American mathematician

Edwin Hewitt (January 20, 1920, Everett, Washington – June 21, 1999) was an American mathematician known for his work in abstract harmonic analysis and for his discovery, in collaboration with Leonard Jimmie Savage, of the Hewitt–Savage zero–one law.

He received his Ph.D. in 1942 from Harvard University, and served on the faculty of mathematics at the University of Washington from 1954.

Hewitt pioneered the construction of the hyperreals by means of an ultrapower construction (Hewitt, 1948).

Hewitt wrote the 1975 English translation of A. A. Kirillov's 1972 Russian monograph Elements of the Theory of Representations (Элементы Теории Представлений), and co-authored Abstract Harmonic Analysis with Kenneth A. Ross (1st edn., 1st vol. in 1963; 1st edn., 2nd vol. in 1970), an extensive work in two volumes.

==See also==
- Cohen–Hewitt factorization theorem

==Publications==

- Hewitt, Edwin (1948). "Rings of real-valued continuous functions.

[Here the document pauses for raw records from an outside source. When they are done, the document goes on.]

//! Coordinator-side drivers
//!
//! [`AggregationPipeline`] turns an unordered pile of signer responses into
//! one aggregation proof: drop claims that fail on their own, put the rest
//! in canonical order, cut into batches, evaluate the batches in parallel
//! and fold them in index order. [`SettlementPipeline`] folds a list of
//! aggregation proofs into one settlement proof.

use rayon::prelude::*;
use tracing::{info, info_span, warn};

use quorum_primitives::{Digest, ProtocolConfig};
use quorum_state::{AuthenticatedMap, MapWitness, VerifiedMessageLedger};

use crate::batch::{Batch, BatchOutput};
use crate::claim::SignatureClaim;
use crate::error::{AggregationError, AggregationResult};
use crate::proof::Provable;
use crate::settlement_aggregation::{SettlementFolder, SettlementOutput};
use crate::signature_aggregation::{AggregationOutput, SignatureAggregator};

fn validated(config: ProtocolConfig) -> AggregationResult<ProtocolConfig> {
    config
        .validate()
        .map_err(|e| AggregationError::InvalidConfig(e.to_string()))?;
    Ok(config)
}

/// Drives signature aggregation for one message
#[derive(Debug, Clone, Copy)]
pub struct AggregationPipeline {
    aggregator: SignatureAggregator,
}

impl AggregationPipeline {
    pub fn new(config: ProtocolConfig) -> AggregationResult<Self> {
        Ok(Self {
            aggregator: SignatureAggregator::new(validated(config)?),
        })
    }

    pub fn config(&self) -> &ProtocolConfig {
        self.aggregator.config()
    }

    /// Sort by signer hash and keep one claim per signer
    pub fn canonicalize(claims: Vec<SignatureClaim>) -> Vec<SignatureClaim> {
        let mut keyed: Vec<(Digest, SignatureClaim)> =
            claims.into_iter().map(|c| (c.signer_hash(), c)).collect();
        keyed.sort_by(|a, b| a.0.cmp(&b.0));
        keyed.dedup_by(|a, b| a.0 == b.0);
        keyed.into_iter().map(|(_, claim)| claim).collect()
    }

    /// Cut claims into full batches; always yields at least one batch
    pub fn partition(&self, claims: Vec<SignatureClaim>) -> AggregationResult<Vec<Batch>> {
        let config = self.config();
        if claims.is_empty() {
            return Ok(vec![Batch::padded(
                Vec::new(),
                config.batch_capacity,
                config.map_depth,
            )?]);
        }
        let mut batches = Vec::with_capacity(claims.len().div_ceil(config.batch_capacity));
        let mut claims = claims.into_iter().peekable();
        while claims.peek().is_some() {
            let chunk: Vec<SignatureClaim> = claims.by_ref().take(config.batch_capacity).collect();
            batches.push(Batch::padded(chunk, config.batch_capacity, config.map_depth)?);
        }
        Ok(batches)
    }

    /// Aggregate every usable claim for `message` into one proof
    pub fn aggregate<P: Provable<AggregationOutput>>(
        &self,
        message: Digest,
        signers_root: Digest,
        claims: Vec<SignatureClaim>,
    ) -> AggregationResult<P> {
        let span = info_span!("aggregate", message = %message);
        let _guard = span.enter();

        let received = claims.len();
        let usable: Vec<SignatureClaim> = claims
            .into_par_iter()
            .filter(|claim| match claim.check(&message, &signers_root) {
                Ok(()) => true,
                Err(e) => {
                    warn!(error = %e, "dropping claim");
                    false
                }
            })
            .collect();
        let ordered = Self::canonicalize(usable);
        let batches = self.partition(ordered)?;

        let outputs: Vec<BatchOutput> = batches
            .par_iter()
            .map(|batch| batch.evaluate(&message, &signers_root))
            .collect();

        let mut outputs = outputs.into_iter();
        let first = outputs.next().unwrap_or_default();
        let mut proof: P = self.aggregator.base_from_output(message, signers_root, first);
        for output in outputs {
            proof = self.aggregator.step_from_output(&proof, output)?;
        }

        info!(
            received,
            batches = batches.len(),
            count = proof.public_output().count,
            "signatures aggregated"
        );
        Ok(proof)
    }
}

/// Drives settlement folding over many aggregation proofs
#[derive(Debug, Clone, Copy)]
pub struct SettlementPipeline {
    folder: SettlementFolder,
}

impl SettlementPipeline {
    pub fn new(config: ProtocolConfig) -> AggregationResult<Self> {
        Ok(Self {
            folder: SettlementFolder::new(validated(config)?),
        })
    }

    pub fn config(&self) -> &ProtocolConfig {
        self.folder.config()
    }

    /// Fold `(aggregation, ledger witness)` pairs in order on top of
    /// `initial_ledger_root`
    pub fn fold<S, A>(
        &self,
        initial_ledger_root: Digest,
        signers_root: Digest,
        signers_count: u64,
        steps: &[(A, MapWitness)],
    ) -> AggregationResult<S>
    where
        S: Provable<SettlementOutput>,
        A: Provable<AggregationOutput>,
    {
        let span = info_span!("fold", steps = steps.len());
        let _guard = span.enter();

        let mut proof: S = self.folder.base(
            initial_ledger_root,
            signers_root,
            signers_count,
            self.config().threshold_numerator,
        );
        for (aggregation, witness) in steps {
            proof = self.folder.step(&proof, aggregation, witness)?;
        }

        info!(new_ledger_root = %proof.public_output().new_ledger_root, "settlements folded");
        Ok(proof)
    }

    /// Fold `aggregations` against a local ledger mirror, deriving each
    /// witness from it. The mirror is only updated if every step succeeds.
    pub fn fold_against_ledger<S, A>(
        &self,
        ledger: &mut VerifiedMessageLedger,
        signers_root: Digest,
        signers_count: u64,
        aggregations: &[A],
    ) -> AggregationResult<S>
    where
        S: Provable<SettlementOutput>,
        A: Provable<AggregationOutput>,
    {
        let mut mirror = ledger.clone();
        let mut proof: S = self.folder.base(
            mirror.root(),
            signers_root,
            signers_count,
            self.config().threshold_numerator,
        );
        for aggregation in aggregations {
            let message = aggregation.public_output().message;
            let witness = mirror.witness(&message);
            proof = self.folder.step(&proof, aggregation, &witness)?;
            mirror.mark_settled(&message)?;
        }
        *ledger = mirror;
        Ok(proof)
    }
}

I"
- Hewitt, Edwin (1963). "Abstract harmonic analysis. Vol. I: Structure of topological groups. Integration theory, group representations."
- Hewitt, Edwin (1965). "Real and abstract analysis. A modern treatment of the theory of functions of a real variable"
- Hewitt, Edwin (1970). "Abstract harmonic analysis. Vol. II: Structure and analysis for compact groups. Analysis on locally compact Abelian groups."